À Kinshasa, la société civile congolaise a pris date. Réunie autour du nouveau Représentant spécial du Secrétaire général des Nations Unies en RDC et chef de la MONUSCO, James Swan, elle a exprimé, sans détour, ses attentes face à l’urgence sécuritaire qui secoue le pays.
Conduite par Me Patient Bashombe, la délégation a engagé un échange qualifié de « constructif », mais marqué par une exigence claire : celle d’une action plus efficace et mieux coordonnée de la mission onusienne sur le terrain.

« Une paix durable exige des actes concrets »
« Nous avons insisté sur la nécessité d’une mise en œuvre plus efficace du mandat de la MONUSCO, notamment en matière de protection des civils et de prévention des conflits », a déclaré Patient Bashombe à l’issue de la rencontre.
Au cœur des discussions : la recrudescence de l’insécurité dans l’Est du pays et les attentes pressantes des populations locales. Pour la société civile, il ne s’agit plus seulement de présence internationale, mais de résultats tangibles.
Les échanges ont également mis en lumière le rôle clé des organisations locales dans les processus de désarmement, démobilisation et réintégration (DDR).
« La société civile doit être pleinement impliquée dans la sensibilisation des ex-combattants et leur réintégration durable au sein des communautés », a insisté Me Bashombe.
Un point de vue partagé par plusieurs acteurs présents, qui appellent à renforcer les mécanismes d’alerte précoce et à améliorer la collaboration entre la MONUSCO et les structures locales.

Droits humains et lutte contre l’impunité au centre des préoccupations
Au-delà des enjeux sécuritaires, la question des droits humains a occupé une place centrale. Les participants ont plaidé pour une intensification des efforts dans la lutte contre l’impunité et une meilleure protection des défenseurs des droits humains.
« Il ne peut y avoir de paix sans justice. Les victimes attendent des réponses concrètes », a martelé un membre de la délégation.

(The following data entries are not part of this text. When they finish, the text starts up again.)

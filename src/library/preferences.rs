//! User preferences stored under the `preferences` key.

pub use crate::domain::{Preferences, Theme, ViewMode};
use crate::storage::{keys, PersistenceService, SaveOptions, StorageBackend, StorageError};

impl Preferences {
    /// Stored preferences, or defaults when none were saved
    pub fn load<B: StorageBackend>(store: &PersistenceService<B>) -> Result<Self, StorageError> {
        Ok(store.load(keys::PREFERENCES, Self::default())?.data)
    }

    pub fn save<B: StorageBackend>(&self, store: &PersistenceService<B>) -> Result<(), StorageError> {
        store.save(keys::PREFERENCES, self, SaveOptions::default())
    }
}

#[cfg(test)]
mod tests {
    use super::*;
    use crate::domain::Source;
    use crate::storage::MemoryBackend;

    #[test]
    fn test_defaults_when_absent() {
        let store = PersistenceService::new(MemoryBackend::new());
        assert_eq!(Preferences::load(&store).unwrap(), Preferences::default());
    }

    #[test]
    fn test_partial_object_fills_defaults() {
        let store = PersistenceService::new(MemoryBackend::new());
        store
            .save_value(
                keys::PREFERENCES,
                serde_json::json!({"theme": "dark"}),
                SaveOptions::default(),
            )
            .unwrap();

        let prefs = Preferences::load(&store).unwrap();
        assert_eq!(prefs.theme, Theme::Dark);
        assert_eq!(prefs.results_per_page, 20);
    }

    #[test]
    fn test_save_roundtrip() {
        let store = PersistenceService::new(MemoryBackend::new());
        let prefs = Preferences {
            default_source: Source::GoogleBooks,
            view_mode: ViewMode::List,
            ..Default::default()
        };
        prefs.save(&store).unwrap();

        assert_eq!(Preferences::load(&store).unwrap(), prefs);
    }
}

Un message politique fort : non à la fragmentation du pays
Dans un contexte régional tendu, la délégation a également tenu à adresser un message politique sans équivoque.
« Nous réaffirmons un non ferme à toute tentative de balkanisation ou de soudanisation de la RDC », a déclaré Patient Bashombe, soulignant l’importance de préserver l’intégrité territoriale et la cohésion nationale.
Il a par ailleurs insisté sur la nécessité d’un « dialogue permanent » et non d’un dialogue inclusif de circonstance comme levier de stabilité et de consolidation de la paix.
Cette rencontre, première du genre avec le nouveau chef de la MONUSCO, apparaît comme un signal d’ouverture. Elle traduit une volonté partagée de renforcer le partenariat entre la mission onusienne et la société civile congolaise.
« Cette rencontre marque une volonté commune d’agir pour une paix durable en République démocratique du Congo », a conclu Patient Bashombe.
Reste désormais à transformer ces engagements en actions concrètes. Car sur le terrain, l’urgence, elle, ne laisse aucun répit.